Stored items:

....

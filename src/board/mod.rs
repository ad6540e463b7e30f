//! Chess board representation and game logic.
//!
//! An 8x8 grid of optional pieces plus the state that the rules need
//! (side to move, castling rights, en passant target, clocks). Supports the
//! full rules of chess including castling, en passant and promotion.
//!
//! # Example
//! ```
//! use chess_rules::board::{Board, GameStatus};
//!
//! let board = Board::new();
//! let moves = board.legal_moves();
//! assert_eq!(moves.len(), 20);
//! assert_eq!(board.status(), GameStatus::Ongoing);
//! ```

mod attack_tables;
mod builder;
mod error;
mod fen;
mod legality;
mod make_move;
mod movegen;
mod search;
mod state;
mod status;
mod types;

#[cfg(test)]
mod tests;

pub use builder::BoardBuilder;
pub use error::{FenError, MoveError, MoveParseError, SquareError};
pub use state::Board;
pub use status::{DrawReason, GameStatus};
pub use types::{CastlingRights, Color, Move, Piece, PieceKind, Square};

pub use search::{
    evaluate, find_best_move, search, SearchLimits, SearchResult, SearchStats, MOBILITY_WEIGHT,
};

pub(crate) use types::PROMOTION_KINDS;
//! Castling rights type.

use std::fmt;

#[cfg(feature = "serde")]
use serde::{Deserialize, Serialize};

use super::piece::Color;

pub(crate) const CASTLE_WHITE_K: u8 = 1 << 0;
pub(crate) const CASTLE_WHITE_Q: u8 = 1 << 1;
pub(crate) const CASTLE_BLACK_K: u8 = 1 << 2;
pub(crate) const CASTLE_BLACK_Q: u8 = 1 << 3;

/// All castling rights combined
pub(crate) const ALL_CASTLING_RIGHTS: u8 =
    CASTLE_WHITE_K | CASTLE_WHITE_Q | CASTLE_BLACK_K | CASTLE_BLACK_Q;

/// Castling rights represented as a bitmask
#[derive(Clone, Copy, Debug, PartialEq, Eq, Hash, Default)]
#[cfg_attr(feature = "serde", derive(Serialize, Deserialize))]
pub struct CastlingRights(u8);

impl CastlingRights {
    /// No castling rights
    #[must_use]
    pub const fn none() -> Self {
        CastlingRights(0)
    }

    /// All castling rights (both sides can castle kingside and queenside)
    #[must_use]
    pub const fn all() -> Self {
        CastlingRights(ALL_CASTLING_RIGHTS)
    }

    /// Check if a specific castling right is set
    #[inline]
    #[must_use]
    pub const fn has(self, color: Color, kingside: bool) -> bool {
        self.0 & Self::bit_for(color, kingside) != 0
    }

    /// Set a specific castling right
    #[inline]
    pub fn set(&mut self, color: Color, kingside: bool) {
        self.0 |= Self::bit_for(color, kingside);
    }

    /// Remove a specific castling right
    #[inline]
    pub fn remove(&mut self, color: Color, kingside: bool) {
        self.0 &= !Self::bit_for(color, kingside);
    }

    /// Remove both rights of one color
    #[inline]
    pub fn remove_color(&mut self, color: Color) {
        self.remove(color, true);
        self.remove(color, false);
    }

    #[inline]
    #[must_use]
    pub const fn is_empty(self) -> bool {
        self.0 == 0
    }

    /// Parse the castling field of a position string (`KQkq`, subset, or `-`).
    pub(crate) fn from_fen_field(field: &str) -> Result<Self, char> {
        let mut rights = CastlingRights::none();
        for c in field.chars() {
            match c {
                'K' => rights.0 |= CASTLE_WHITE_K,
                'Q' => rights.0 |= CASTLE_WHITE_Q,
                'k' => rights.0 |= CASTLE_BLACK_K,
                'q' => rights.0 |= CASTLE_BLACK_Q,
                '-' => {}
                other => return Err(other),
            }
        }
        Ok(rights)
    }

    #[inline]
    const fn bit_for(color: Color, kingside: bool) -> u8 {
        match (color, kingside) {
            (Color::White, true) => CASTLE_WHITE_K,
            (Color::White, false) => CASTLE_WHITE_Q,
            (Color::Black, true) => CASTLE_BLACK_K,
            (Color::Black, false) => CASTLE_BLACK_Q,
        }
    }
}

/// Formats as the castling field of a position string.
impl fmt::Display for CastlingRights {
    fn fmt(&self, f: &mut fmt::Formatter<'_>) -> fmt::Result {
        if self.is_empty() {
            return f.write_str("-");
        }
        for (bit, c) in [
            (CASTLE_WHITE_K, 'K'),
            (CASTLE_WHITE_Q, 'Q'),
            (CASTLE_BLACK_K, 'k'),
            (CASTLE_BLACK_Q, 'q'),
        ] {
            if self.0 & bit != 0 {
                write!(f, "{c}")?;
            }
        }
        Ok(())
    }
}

....

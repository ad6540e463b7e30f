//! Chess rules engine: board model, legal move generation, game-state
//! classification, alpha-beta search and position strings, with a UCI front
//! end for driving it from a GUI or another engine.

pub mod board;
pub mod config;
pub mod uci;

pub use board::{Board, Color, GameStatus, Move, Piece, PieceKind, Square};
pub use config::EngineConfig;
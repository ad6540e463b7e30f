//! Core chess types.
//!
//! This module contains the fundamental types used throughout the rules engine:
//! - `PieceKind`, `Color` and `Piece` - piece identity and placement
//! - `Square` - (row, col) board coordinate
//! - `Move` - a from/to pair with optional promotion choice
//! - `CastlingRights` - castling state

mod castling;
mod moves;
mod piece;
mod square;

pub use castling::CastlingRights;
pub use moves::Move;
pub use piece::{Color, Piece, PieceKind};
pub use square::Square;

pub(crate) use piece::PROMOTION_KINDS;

....

When you reach the line with "of one color" in the records above, start writing out lines exactly, and stop once the line with "for c in field.chars()" has been written; include nothing else.

SOLUTION TO THIS PROBLEM
    /// Remove both rights of one color
    #[inline]
    pub fn remove_color(&mut self, color: Color) {
        self.remove(color, true);
        self.remove(color, false);
    }

    #[inline]
    #[must_use]
    pub const fn is_empty(self) -> bool {
        self.0 == 0
    }

    /// Parse the castling field of a position string (`KQkq`, subset, or `-`).
    pub(crate) fn from_fen_field(field: &str) -> Result<Self, char> {
        let mut rights = CastlingRights::none();
        for c in field.chars() {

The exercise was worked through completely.